ITT intent to treat, ICU intensive care unit, PaO₂/FiO₂ ratio of partial pressure of oxygen to fractional inspired oxygen

Through Day 28, the cell treatment group had higher median ventilator-free days, 18.5 (IQR 0, 22), vs 6.5 (IQR 0, 18.3) for the placebo group; and higher median ICU-free days, 12.5 (IQR 0, 18.5), vs to 4.5 (IQR 0, 16.8) for the placebo group (Table 3). For the prespecified severe hypoxia subpopulation, median ventilator-free days was 18.5 (IQR 9, 21.3) in the cell treatment subgroup compared to 3.5 (IQR 0, 16.8) in the placebo subgroup. Median ICU-free days were 12.5 (IQR 6.8, 18) in the cell treatment subgroup vs 1 (IQR 0,9.5) for the placebo subgroup.
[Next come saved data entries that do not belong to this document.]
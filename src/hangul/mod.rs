//! 한글 음절 음운 처리
//!
//! 완성형 음절의 분해/조합, 끝말잇기 두음법칙, 조사 선택을 제공합니다.
//! 모두 순수 함수이며 외부 의존성이 없습니다.

mod initial_sound;
mod syllable;

pub use initial_sound::{
    alternate_initial, connecting_particle, object_particle, word_with_alternate,
};
pub use syllable::{compose, decompose, is_syllable, HangulError, CHOSEONG, JONGSEONG, JUNGSEONG};
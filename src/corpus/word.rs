//! 사전 단어 모델

use std::fmt;

use serde::{Deserialize, Serialize};

/// 단어의 뜻풀이 하나 (정의 + 용례)
#[derive(Debug, Clone, PartialEq, Eq, Serialize, Deserialize)]
pub struct Sense {
    pub definition: String,
    #[serde(default)]
    pub examples: Vec<String>,
}

/// 사전 단어 레코드
///
/// (표제어, 동형어 번호) 쌍으로 식별된다. 동형어 번호는 같은 표기의
/// 서로 다른 단어를 구별하며 없을 수 있다. 로드 이후에는 불변.
#[derive(Debug, Clone, PartialEq, Eq, Serialize, Deserialize)]
pub struct Word {
    pub text: String,
    #[serde(default)]
    pub word_number: Option<u32>,
    /// 발음 변이형 (순서 유지)
    #[serde(default)]
    pub pronunciations: Vec<String>,
    /// 품사
    #[serde(default)]
    pub word_type: Option<String>,
    /// 어휘 단위 (단어/구/관용구 등)
    #[serde(default)]
    pub word_unit: Option<String>,
    /// 뜻풀이 목록 (순서 유지)
    #[serde(default)]
    pub senses: Vec<Sense>,
    /// 관련 어휘 참조
    #[serde(default)]
    pub related_words: Vec<String>,
}

impl Word {
    /// 표제어만으로 빈 레코드 생성
    pub fn new(text: impl Into<String>) -> Self {
        Self {
            text: text.into(),
            word_number: None,
            pronunciations: Vec::new(),
            word_type: None,
            word_unit: None,
            senses: Vec::new(),
            related_words: Vec::new(),
        }
    }
}

impl fmt::Display for Word {
    fn fmt(&self, f: &mut fmt::Formatter<'_>) -> fmt::Result {
        write!(f, "{}", self.text)?;
        if let Some(number) = self.word_number {
            write!(f, "({})", number)?;
        }
        if !self.pronunciations.is_empty() {
            write!(f, " [{}]", self.pronunciations.join(", "))?;
        }
        if let Some(ref word_type) = self.word_type {
            write!(f, " {}", word_type)?;
        }
        if let Some(ref word_unit) = self.word_unit {
            write!(f, " {}", word_unit)?;
        }
        for (i, sense) in self.senses.iter().enumerate() {
            write!(f, "\n    {}. {}", i + 1, sense.definition)?;
            if !sense.examples.is_empty() {
                write!(f, " (예: {})", sense.examples.join(" / "))?;
            }
        }
        Ok(())
    }
}
//! 끝말잇기 두음법칙과 조사 선택

use super::syllable::{compose, decompose, is_syllable, HangulError};

/// ㄴ/ㄹ 초성에 두음법칙이 적용되는 중성 (ㅣ 계열)
const YOTIZED_VOWELS: [char; 7] = ['ㅣ', 'ㅑ', 'ㅕ', 'ㅛ', 'ㅠ', 'ㅖ', 'ㅒ'];
/// ㄹ 초성이 ㄴ으로 바뀌는 중성
const PLAIN_VOWELS: [char; 4] = ['ㅏ', 'ㅗ', 'ㅜ', 'ㅡ'];

/// 두음법칙을 적용한 대체 음절 계산
///
/// - 초성 ㄴ/ㄹ + ㅣ 계열 중성 -> 초성 ㅇ (예: 니 -> 이, 량 -> 양)
/// - 초성 ㄹ + ㅏ/ㅗ/ㅜ/ㅡ -> 초성 ㄴ (예: 라 -> 나, 록 -> 녹)
///
/// 적용 결과가 원래 음절과 같으면 대체 음절이 없는 것이므로 `None`.
pub fn alternate_initial(c: char) -> Result<Option<char>, HangulError> {
    let (cho, jung, jong) = decompose(c)?;

    let replaced = if (cho == 'ㄴ' || cho == 'ㄹ') && YOTIZED_VOWELS.contains(&jung) {
        'ㅇ'
    } else if cho == 'ㄹ' && PLAIN_VOWELS.contains(&jung) {
        'ㄴ'
    } else {
        cho
    };

    let result = compose(replaced, jung, jong)?;
    if result == c {
        Ok(None)
    } else {
        Ok(Some(result))
    }
}

/// 방향/수단 조사 선택: 종성이 ㄹ이거나 없으면 "로", 그 외에는 "으로"
pub fn connecting_particle(c: char) -> Result<&'static str, HangulError> {
    let (_, _, jong) = decompose(c)?;
    match jong {
        None | Some('ㄹ') => Ok("로"),
        Some(_) => Ok("으로"),
    }
}

/// 목적격 조사 선택: 종성이 없으면 "를", 있으면 "을"
pub fn object_particle(c: char) -> Result<&'static str, HangulError> {
    let (_, _, jong) = decompose(c)?;
    if jong.is_none() {
        Ok("를")
    } else {
        Ok("을")
    }
}

/// 마지막 음절에 두음법칙 대체가 있으면 "단어(대체)" 형태로 표기
///
/// 대체가 없거나 마지막 글자가 한글 음절이 아니면 단어 그대로 반환.
pub fn word_with_alternate(word: &str) -> String {
    let last = match word.chars().last() {
        Some(c) if is_syllable(c) => c,
        _ => return word.to_string(),
    };
    match alternate_initial(last) {
        Ok(Some(alt)) => format!("{}({})", word, alt),
        _ => word.to_string(),
    }
}

#[cfg(test)]
mod tests {
    use super::*;

    #[test]
    fn test_alternate_initial_nieun() {
        // ㄴ + ㅣ 계열 -> ㅇ
        assert_eq!(alternate_initial('니'), Ok(Some('이')));
        assert_eq!(alternate_initial('녀'), Ok(Some('여')));
    }

    #[test]
    fn test_alternate_initial_rieul() {
        // ㄹ + ㅣ 계열 -> ㅇ
        assert_eq!(alternate_initial('량'), Ok(Some('양')));
        assert_eq!(alternate_initial('리'), Ok(Some('이')));
        // ㄹ + ㅏ/ㅗ/ㅜ/ㅡ -> ㄴ
        assert_eq!(alternate_initial('라'), Ok(Some('나')));
        assert_eq!(alternate_initial('록'), Ok(Some('녹')));
        assert_eq!(alternate_initial('름'), Ok(Some('늠')));
    }

    #[test]
    fn test_alternate_initial_none() {
        // 두음법칙 미적용 음절은 None
        assert_eq!(alternate_initial('가'), Ok(None));
        assert_eq!(alternate_initial('일'), Ok(None));
        // ㄹ + ㅓ 는 어느 조에도 해당하지 않음
        assert_eq!(alternate_initial('러'), Ok(None));
    }

    #[test]
    fn test_alternate_initial_invalid() {
        assert_eq!(
            alternate_initial('a'),
            Err(HangulError::InvalidSyllable('a'))
        );
    }

    #[test]
    fn test_connecting_particle() {
        // 종성 ㄹ -> 로
        assert_eq!(connecting_particle('물'), Ok("로"));
        // 종성 없음 -> 로
        assert_eq!(connecting_particle('바'), Ok("로"));
        // 그 외 종성 -> 으로
        assert_eq!(connecting_particle('밥'), Ok("으로"));
    }

    #[test]
    fn test_object_particle() {
        assert_eq!(object_particle('과'), Ok("를"));
        assert_eq!(object_particle('일'), Ok("을"));
    }

    #[test]
    fn test_word_with_alternate() {
        assert_eq!(word_with_alternate("백로"), "백로(노)");
        assert_eq!(word_with_alternate("기량"), "기량(양)");
        assert_eq!(word_with_alternate("사과"), "사과");
        assert_eq!(word_with_alternate(""), "");
    }
}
With the caveat that ventilator management was not standardized, tidal volumes (mean ± SD) increased 25.4 ± 118.16 mL by Day 3 in the cell treatment group, compared to a decrease of 14.3 ± 98.73 mL in the placebo group. Peak inspiratory pressure and plateau inspiratory pressure also showed an increase at Day 3 in the cell treatment group (1.2 ± 6.54 cmH₂O and 1.7 ± 5.33 cmH₂O, respectively), compared to a decrease in the placebo group (− 4.5 ± 10.62 cmH₂O and − 0.6 ± 6.97 cmH₂O, respectively). Increases in PaO₂/FiO₂ were seen in both groups, indicating improving lung function among ventilated survivors. Notwithstanding the observed baseline differences between groups, the increases in PaO₂/FiO₂ through Day 3 were greater in the placebo group, at 89.7 ± 109.3 mmHg (12 ± 14.6 kPa), than the cell treatment group at 24 ± 65.7 mmHg (3.2 ± 1.9 kPa) (detailed changes of respiratory physiologic measures over the monitoring period are provided in Online Resource 2).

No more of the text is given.